Se você espera que através deste artigo seja possível analisar seus sonhos, desista! Este artigo tem a intenção de falar sobre a formulação dos sonhos e ao quê eles podem nos remeter. Para o processo de interpretação dos sonhos e dos sintomas, somente através da experiência analítica e do discurso do analisando será possível esta identificação.
A maioria dos sonhos parecem se apresentar de forma incoerente. Se associarmos a combinação de imagens e signos na formação do sonho, a cena poderá ser enfatizada como algo no âmbito do surreal. Assim, podemos ficar confusos a respeito do significado do conteúdo dos sonhos, acreditando que eles não substanciam qualquer ideia relevante. O que é crucial na análise é o relato dos sonhos com suas construções e entendimento das intenções do inconsciente.
Lacan nos afirma que “é, portanto, do conteúdo latente e não do manifesto que se extrai o significado do sonho.”. Ou seja, aquele conteúdo que é apresentado durante o sonho precisa ser analisado para chegarmos aos conteúdos que estão por trás dele, podendo assim entender o que aquela cena, dita como “surreal”, de fato significa.
A força motivadora dos sonhos são nossos desejos e é ao dormir que nossas censuras internas, nossas resistências a esses desejos, são reduzidos, e neste momento nosso inconsciente pode apresentar o que muitas vezes procuramos negar. Através dos sonhos nos deparamos com nossos medos, anseios, preocupações, impulsos emocionais, fantasias, desejos, que muitas vezes barramos no nosso dia a dia. Porém, ainda volto a afirmar que, de acordo com Lacan, o conteúdo manifestado no sonho não faz referência direta a todas estas questões, o funcionamento psíquico está para além disso tudo, somente em um processo terapêutico podemos interpretar o conteúdo do sonho. Diferente dos sonhos que revelam signos e imagens, a metáfora revela o sintoma em si.

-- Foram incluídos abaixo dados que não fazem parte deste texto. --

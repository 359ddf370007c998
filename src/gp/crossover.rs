//! Subtree crossover between pairs of trees.
//!
//! Consecutive trees in the population are paired up; each pair exchanges one
//! randomly addressed subtree. Subtrees are moved, not copied.

use rand::Rng;

use crate::gp::node::SizeMetric;
use crate::gp::tree::Tree;

/// Swap the subtrees at preorder positions `k_a` in `a` and `k_b` in `b`.
///
/// Sizes must be current. If either position names a root the pair is left
/// untouched and `false` is returned.
pub fn crossover_at(a: &mut Tree, k_a: usize, b: &mut Tree, k_b: usize) -> bool {
    let at_a = a.locate(k_a);
    let at_b = b.locate(k_b);
    Tree::swap_subtrees(a, at_a, b, at_b)
}

/// Refresh sizes, draw a position in each tree and swap the subtrees there.
///
/// Returns whether a swap took place.
pub fn crossover_pair<R: Rng>(a: &mut Tree, b: &mut Tree, metric: SizeMetric, rng: &mut R) -> bool {
    let k_a = 1 + rng.gen_range(0..a.set_size(metric));
    let k_b = 1 + rng.gen_range(0..b.set_size(metric));
    crossover_at(a, k_a, b, k_b)
}

/// Cross consecutive pairs `(0, 1), (2, 3), …` each with probability
/// `p_crossover`. A trailing odd tree is left alone.
///
/// Returns the number of pairs that swapped subtrees.
pub fn crossover_population<R: Rng>(
    trees: &mut [Tree],
    p_crossover: f64,
    metric: SizeMetric,
    rng: &mut R,
) -> usize {
    let mut swaps = 0;
    for pair in trees.chunks_exact_mut(2) {
        if !rng.gen_bool(p_crossover) {
            continue;
        }
        let (first, second) = pair.split_at_mut(1);
        if crossover_pair(&mut first[0], &mut second[0], metric, rng) {
            swaps += 1;
        }
    }
    swaps
}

Forrester, um autor que nos trouxe os conteúdos estudados por Lacan, nos fala que “não é possível dizer que um sonho é somente um sonho, na medida em que ele é um ato mental e parte integrante da vida interior de cada um.”.
Mas, e aqueles sonhos que não lembramos? Neste caso, podemos dizer que alguns conteúdos ainda são difíceis de serem revelados e que nem no sonho as censuras conseguiram ser desarmadas.
Os sonhos são paradigmas, o que se sobressai nos sonhos são nossos desejos. Se o sonho é a realização de um desejo, como fala Lacan, é necessário diferenciar entre os sonhos claros quanto à sua realização e os sonhos que “mascaram” a realização, como os pesadelos e os sonhos de angústia. Freud enumera algumas origens do desejo: o desejo despertado durante o dia e que não pode ser satisfeito, tornando-se um desejo reprimido, como a vontade de fazer sexo ou algum momento de raiva não extravasado, e o desejo do inconsciente propriamente dito, que só aparece no estado de sono.
Não podemos esperar que nossos sonhos possuam uma cronologia convencional, nem tampouco um clímax da narrativa ou até um fim. É o desejo oculto formulado pelo inconsciente que formula a lógica do sonho.